The students support one another and provide professional critiques, so the team becomes stronger as a unit, Jilani-Hyler said.
“It is a very active class. It is a very hands-on class. You’re getting up. You’re moving around the room. You’re shaking hands with each other and going through many simulation games to get ready for the conference,” she said. “It is something big that you’re working toward and you’re working toward as a team. You’re not alone. You’ve got this whole team of people who are behind you, you’re bonding with other students and building these lifelong friendships in this class.”
Jilani-Hyler emphasized that this course is not just for political science and communication majors, but it is open to all students at Augusta University who have taken the Intro to American Government class, which is already a requirement.
In addition, she said scholarships are available each semester to help pay for the conference’s trip to New York City.
“Anybody can take this class,” Jilani-Hyler said. “One of my students this semester, who graduated and applied for graduate school, she was a biology major. And she was so grateful for this class because she realized in taking this class that she doesn’t just have to work in a lab for the rest of her life, if that’s not what she wants to do.”

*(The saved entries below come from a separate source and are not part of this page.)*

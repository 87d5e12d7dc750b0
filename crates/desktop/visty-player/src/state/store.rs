// Copyright 2025 Crrow
//
// Licensed under the Apache License, Version 2.0 (the "License");
// you may not use this file except in compliance with the License.
// You may obtain a copy of the License at
//
//      http://www.apache.org/licenses/LICENSE-2.0
//
// Unless required by applicable law or agreed to in writing, software
// distributed under the License is distributed on an "AS IS" BASIS,
// WITHOUT WARRANTIES OR CONDITIONS OF ANY KIND, either express or implied.
// See the License for the specific language governing permissions and
// limitations under the License.

use std::{collections::BTreeMap, sync::Arc};

use parking_lot::RwLock;
use serde::{Deserialize, Serialize};
use snafu::OptionExt;
use tokio::sync::broadcast;

use super::{
    settings::{SettingsPatch, SettingsState},
    window::{WindowId, WindowPatch, WindowState},
};
use crate::err::{DuplicateWindowSnafu, Result, UnknownWindowSnafu};

const DEFAULT_CHANGE_CAPACITY: usize = 128;

/// Everything the store holds, as one value.
#[derive(Debug, Clone, Default, PartialEq, Serialize, Deserialize)]
pub struct StoreSnapshot {
    pub settings: SettingsState,
    pub windows:  BTreeMap<WindowId, WindowState>,
}

/// Who caused a change.
#[derive(Debug, Clone, Copy, PartialEq, Eq, strum_macros::Display)]
pub enum ChangeSource {
    /// A user action in this process. Persisted.
    Local,
    /// Applied from a storage notification written elsewhere. Never written back.
    Remote,
    /// Mirrored from the media element by the sampler. Not persisted on its own.
    Sampled,
}

impl ChangeSource {
    pub const fn should_persist(self) -> bool { matches!(self, Self::Local) }
}

#[derive(Debug, Clone, Copy, PartialEq, Eq)]
pub enum StoreChange {
    WindowCreated(WindowId),
    WindowUpdated(WindowId),
    WindowRemoved(WindowId),
    SettingsUpdated,
    /// Both sections were replaced wholesale.
    Replaced,
}

#[derive(Debug, Clone, Copy, PartialEq, Eq)]
pub struct StoreEvent {
    pub change: StoreChange,
    pub source: ChangeSource,
}

/// Window states keyed by id plus the shared settings.
///
/// Mutations are synchronous and atomic: readers never observe a partially
/// merged patch. Every mutation is announced to subscribers after the lock is
/// released. Cloning yields another handle to the same store.
#[derive(Clone)]
pub struct WindowStore {
    inner: Arc<StoreInner>,
}

struct StoreInner {
    state:   RwLock<StoreSnapshot>,
    changes: RwLock<Option<broadcast::Sender<StoreEvent>>>,
}

impl Default for WindowStore {
    fn default() -> Self { Self::init(DEFAULT_CHANGE_CAPACITY) }
}

impl WindowStore {
    /// Creates an empty store whose change channel buffers `capacity` events
    /// per subscriber.
    pub fn init(capacity: usize) -> Self {
        let (sender, _) = broadcast::channel(capacity.max(1));
        Self {
            inner: Arc::new(StoreInner {
                state:   RwLock::new(StoreSnapshot::default()),
                changes: RwLock::new(Some(sender)),
            }),
        }
    }

    /// Drops all state and closes the change channel, which ends every
    /// subscriber loop. Later mutations still work but are not announced.
    pub fn dispose(&self) {
        *self.inner.state.write() = StoreSnapshot::default();
        self.inner.changes.write().take();
    }

    pub fn is_disposed(&self) -> bool { self.inner.changes.read().is_none() }

    /// Subscribes to changes. A disposed store yields a closed receiver.
    pub fn subscribe(&self) -> broadcast::Receiver<StoreEvent> {
        self.inner.changes.read().as_ref().map_or_else(
            || broadcast::channel(1).1,
            broadcast::Sender::subscribe,
        )
    }

    fn notify(&self, change: StoreChange, source: ChangeSource) {
        if let Some(sender) = self.inner.changes.read().as_ref() {
            // no subscribers is fine
            let _ = sender.send(StoreEvent { change, source });
        }
    }

    pub fn create_window(&self, id: WindowId, seed: WindowState) -> Result<()> {
        {
            let mut state = self.inner.state.write();
            if state.windows.contains_key(&id) {
                return DuplicateWindowSnafu { id }.fail();
            }
            state.windows.insert(id, seed);
        }
        self.notify(StoreChange::WindowCreated(id), ChangeSource::Local);
        Ok(())
    }

    /// Merges `patch` into the window's state and returns the new state.
    pub fn update_window(&self, id: WindowId, patch: WindowPatch) -> Result<WindowState> {
        self.update_window_from(id, patch, ChangeSource::Local)
    }

    pub fn update_window_from(
        &self,
        id: WindowId,
        patch: WindowPatch,
        source: ChangeSource,
    ) -> Result<WindowState> {
        let updated = {
            let mut state = self.inner.state.write();
            let window = state.windows.get_mut(&id).context(UnknownWindowSnafu { id })?;
            window.apply(patch)?;
            window.clone()
        };
        self.notify(StoreChange::WindowUpdated(id), source);
        Ok(updated)
    }

    /// Removes the window. Returns whether an entry existed.
    pub fn remove_window(&self, id: WindowId) -> bool {
        let removed = self.inner.state.write().windows.remove(&id).is_some();
        if removed {
            self.notify(StoreChange::WindowRemoved(id), ChangeSource::Local);
        }
        removed
    }

    pub fn update_settings(&self, patch: SettingsPatch) -> SettingsState {
        let updated = {
            let mut state = self.inner.state.write();
            state.settings.apply(patch);
            state.settings.clone()
        };
        self.notify(StoreChange::SettingsUpdated, ChangeSource::Local);
        updated
    }

    pub fn get_window(&self, id: WindowId) -> Result<WindowState> {
        self.inner
            .state
            .read()
            .windows
            .get(&id)
            .cloned()
            .context(UnknownWindowSnafu { id })
    }

    pub fn contains(&self, id: WindowId) -> bool { self.inner.state.read().windows.contains_key(&id) }

    pub fn window_ids(&self) -> Vec<WindowId> {
        self.inner.state.read().windows.keys().copied().collect()
    }

    pub fn get_settings(&self) -> SettingsState { self.inner.state.read().settings.clone() }

    pub fn snapshot(&self) -> StoreSnapshot { self.inner.state.read().clone() }

    /// Replaces both sections. Live flags of windows that survive the
    /// replacement are carried over, since they never travel through storage.
    pub fn replace(&self, snapshot: StoreSnapshot, source: ChangeSource) {
        self.replace_owned(snapshot, source, None);
    }

    /// Like [`WindowStore::replace`], also keeping the playback position,
    /// volume and mute state of `owned`. Those are mirrored from the media
    /// element of that window and are newer here than in any snapshot.
    pub fn replace_owned(
        &self,
        snapshot: StoreSnapshot,
        source: ChangeSource,
        owned: Option<WindowId>,
    ) {
        {
            let mut state = self.inner.state.write();
            let StoreSnapshot { settings, mut windows } = snapshot;
            for (id, incoming) in &mut windows {
                let Some(current) = state.windows.get(id) else {
                    continue;
                };
                incoming.duration = current.duration;
                incoming.fullscreen = current.fullscreen;
                incoming.picture_in_picture = current.picture_in_picture;
                if incoming.file == current.file {
                    incoming.status = current.status;
                    if owned == Some(*id) {
                        incoming.current_time = current.current_time;
                        incoming.volume = current.volume;
                        incoming.muted = current.muted;
                    }
                }
            }
            *state = StoreSnapshot { settings, windows };
        }
        self.notify(StoreChange::Replaced, source);
    }
}

#[cfg(test)]
mod tests {
    use std::thread;

    use super::*;
    use crate::{
        err::Error,
        state::{Volume, Zoom},
    };

    #[test]
    fn duplicate_windows_are_rejected() {
        let store = WindowStore::default();
        let id = WindowId::new(1);
        store.create_window(id, WindowState::default()).unwrap();
        let err = store.create_window(id, WindowState::default()).unwrap_err();
        assert!(matches!(err, Error::DuplicateWindow { .. }));
        assert_eq!(store.window_ids(), vec![id]);
    }

    #[test]
    fn closed_windows_are_gone() {
        let store = WindowStore::default();
        let id = WindowId::new(7);
        store.create_window(id, WindowState::default()).unwrap();
        assert!(store.remove_window(id));
        assert!(!store.remove_window(id));

        assert!(matches!(store.get_window(id), Err(Error::UnknownWindow { .. })));
        let patch = WindowPatch::builder().muted(true).build();
        assert!(matches!(store.update_window(id, patch), Err(Error::UnknownWindow { .. })));
    }

    #[test]
    fn settings_merge_is_field_wise() {
        let store = WindowStore::default();
        store.update_settings(SettingsPatch::builder().default_loop(true).build());
        store.update_settings(SettingsPatch::builder().default_volume(0.4).build());

        let settings = store.get_settings();
        assert!(settings.default_loop);
        assert_eq!(settings.default_volume, Volume::new(0.4));
    }

    #[test]
    fn concurrent_updates_to_different_windows() {
        let store = WindowStore::default();
        let ids: Vec<_> = (0..8).map(WindowId::new).collect();
        for id in &ids {
            store.create_window(*id, WindowState::default()).unwrap();
        }

        let handles: Vec<_> = ids
            .iter()
            .map(|&id| {
                let store = store.clone();
                thread::spawn(move || {
                    for step in 0..200 {
                        #[allow(clippy::cast_precision_loss)]
                        let time = (id.get() * 1000 + step) as f64;
                        let patch = WindowPatch::builder().current_time(time).build();
                        store.update_window(id, patch).unwrap();
                    }
                })
            })
            .collect();
        for handle in handles {
            handle.join().unwrap();
        }

        for id in ids {
            #[allow(clippy::cast_precision_loss)]
            let expected = (id.get() * 1000 + 199) as f64;
            let window = store.get_window(id).unwrap();
            assert!((window.current_time - expected).abs() < f64::EPSILON);
        }
    }

    #[tokio::test]
    async fn changes_carry_their_source() {
        let store = WindowStore::default();
        let mut changes = store.subscribe();
        let id = WindowId::new(3);

        store.create_window(id, WindowState::default()).unwrap();
        store.replace(StoreSnapshot::default(), ChangeSource::Remote);

        let created = changes.recv().await.unwrap();
        assert_eq!(created.change, StoreChange::WindowCreated(id));
        assert!(created.source.should_persist());

        let replaced = changes.recv().await.unwrap();
        assert_eq!(replaced.change, StoreChange::Replaced);
        assert!(!replaced.source.should_persist());
    }

    #[tokio::test]
    async fn dispose_ends_subscriptions() {
        let store = WindowStore::default();
        let mut changes = store.subscribe();
        store.create_window(WindowId::new(1), WindowState::default()).unwrap();
        store.dispose();

        assert!(changes.recv().await.is_ok());
        assert!(changes.recv().await.is_err());
        assert!(store.window_ids().is_empty());
        assert!(store.subscribe().recv().await.is_err());
    }

    #[test]
    fn replace_keeps_live_flags() {
        let store = WindowStore::default();
        let id = WindowId::new(1);
        store.create_window(id, WindowState::default()).unwrap();
        store
            .update_window(id, WindowPatch::builder().fullscreen(true).duration(8.0).build())
            .unwrap();

        let mut incoming = store.snapshot();
        incoming.windows.get_mut(&id).unwrap().muted = true;
        incoming.windows.get_mut(&id).unwrap().fullscreen = false;
        store.replace(incoming, ChangeSource::Remote);

        let window = store.get_window(id).unwrap();
        assert!(window.muted);
        assert!(window.fullscreen);
        assert_eq!(window.duration, Some(8.0));
    }

    #[test]
    fn owned_window_keeps_its_sampled_values() {
        let store = WindowStore::default();
        let own = WindowId::new(1);
        let other = WindowId::new(2);
        for id in [own, other] {
            store.create_window(id, WindowState::default()).unwrap();
            store
                .update_window_from(
                    id,
                    WindowPatch::builder().current_time(42.0).muted(true).build(),
                    ChangeSource::Sampled,
                )
                .unwrap();
        }

        let mut stale = store.snapshot();
        for window in stale.windows.values_mut() {
            window.current_time = 5.0;
            window.muted = false;
            window.zoom = Zoom::new(2.0);
        }
        store.replace_owned(stale, ChangeSource::Remote, Some(own));

        let own = store.get_window(own).unwrap();
        assert!((own.current_time - 42.0).abs() < f64::EPSILON);
        assert!(own.muted);
        assert_eq!(own.zoom, Zoom::new(2.0));

        let other = store.get_window(other).unwrap();
        assert!((other.current_time - 5.0).abs() < f64::EPSILON);
        assert!(!other.muted);
    }
}
// Copyright 2025 Crrow
//
// Licensed under the Apache License, Version 2.0 (the "License");
// you may not use this file except in compliance with the License.
// You may obtain a copy of the License at
//
//      http://www.apache.org/licenses/LICENSE-2.0
//
// Unless required by applicable law or agreed to in writing, software
// distributed under the License is distributed on an "AS IS" BASIS,
// WITHOUT WARRANTIES OR CONDITIONS OF ANY KIND, either express or implied.
// See the License for the specific language governing permissions and
// limitations under the License.

use std::sync::Arc;

use snafu::ResultExt;
use sqlx::{
    SqlitePool,
    sqlite::{SqliteConnectOptions, SqliteJournalMode, SqlitePoolOptions},
};
use tokio::sync::{Mutex, broadcast};

use crate::{
    config::DatabaseConfig,
    err::*,
    kv::{KVStore, StorageChange},
    watch::{self, KnownValues, WatchGuard},
};

/// Database store that manages the SQLite connection pool
///
/// Clones share the pool, the change channel and the watch for writes from
/// other processes.
#[derive(Clone)]
pub struct DBStore {
    pool:    SqlitePool,
    changes: broadcast::Sender<StorageChange>,
    known:   KnownValues,
    watch:   Option<Arc<WatchGuard>>,
}

impl DBStore {
    /// Open the database described by `config`, creating the file and its
    /// parent directory if missing, and run the embedded migrations.
    #[tracing::instrument(level = "trace", skip_all, fields(db_path = %config.db_path.display()), err)]
    pub async fn new(config: &DatabaseConfig) -> Result<Self> {
        let db_path = &config.db_path;

        if let Some(parent) = db_path.parent().filter(|p| !p.as_os_str().is_empty()) {
            std::fs::create_dir_all(parent).context(CreateDirSnafu {
                path: parent.to_path_buf(),
            })?;
        }

        let options = SqliteConnectOptions::new()
            .filename(db_path)
            .journal_mode(SqliteJournalMode::Wal)
            .create_if_missing(true);

        let pool = SqlitePoolOptions::new()
            .max_connections(config.max_connections)
            .acquire_timeout(config.connect_timeout)
            .idle_timeout(config.idle_timeout)
            .connect_with(options.clone())
            .await?;

        sqlx::migrate!("./migrations").run(&pool).await?;

        let (changes, _) = broadcast::channel(config.change_capacity);
        let known = Arc::new(Mutex::new(watch::read_all(&pool).await?));
        let watch = if config.watch_interval.is_zero() {
            None
        } else {
            let guard = watch::spawn(
                &options,
                Arc::clone(&known),
                changes.clone(),
                config.watch_interval,
            )
            .await?;
            Some(Arc::new(guard))
        };

        tracing::trace!("Initialized DBStore with path: {}", db_path.display());

        Ok(Self {
            pool,
            changes,
            known,
            watch,
        })
    }

    /// Get a KV store instance
    ///
    /// Every instance shares the change channel of this store.
    pub fn kv_store(&self) -> KVStore {
        KVStore::new(self.pool.clone(), self.changes.clone(), Arc::clone(&self.known))
    }

    /// Get the underlying SQLite pool
    pub const fn pool(&self) -> &SqlitePool { &self.pool }

    /// Stop watching for outside writes and close every pooled connection,
    /// waiting for in-flight writes.
    pub async fn close(&self) {
        if let Some(watch) = &self.watch {
            watch.stop();
        }
        self.pool.close().await;
    }
}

“The class helped her see that there’s a whole world of science policy that is out there and available if she’s interested,” she said. “Whether it is at the national level or at the international level, or even at the state or local level, that expertise is needed. It opened another door for her.”
Jilani-Hyler hopes to continue to grow the NMUN program and to eventually have a class possibly participate in an international UN conference.
“I think it would be incredible if we could go to Japan or to the Czech Republic or another country for an international conference,” she said. “I just really wish more students knew that this opportunity was available to them.
“I can’t tell you how much fun it is to teach this class and how rewarding it is to see the smiles on our students’ faces at the end of the semester. It’s an incredible experience.”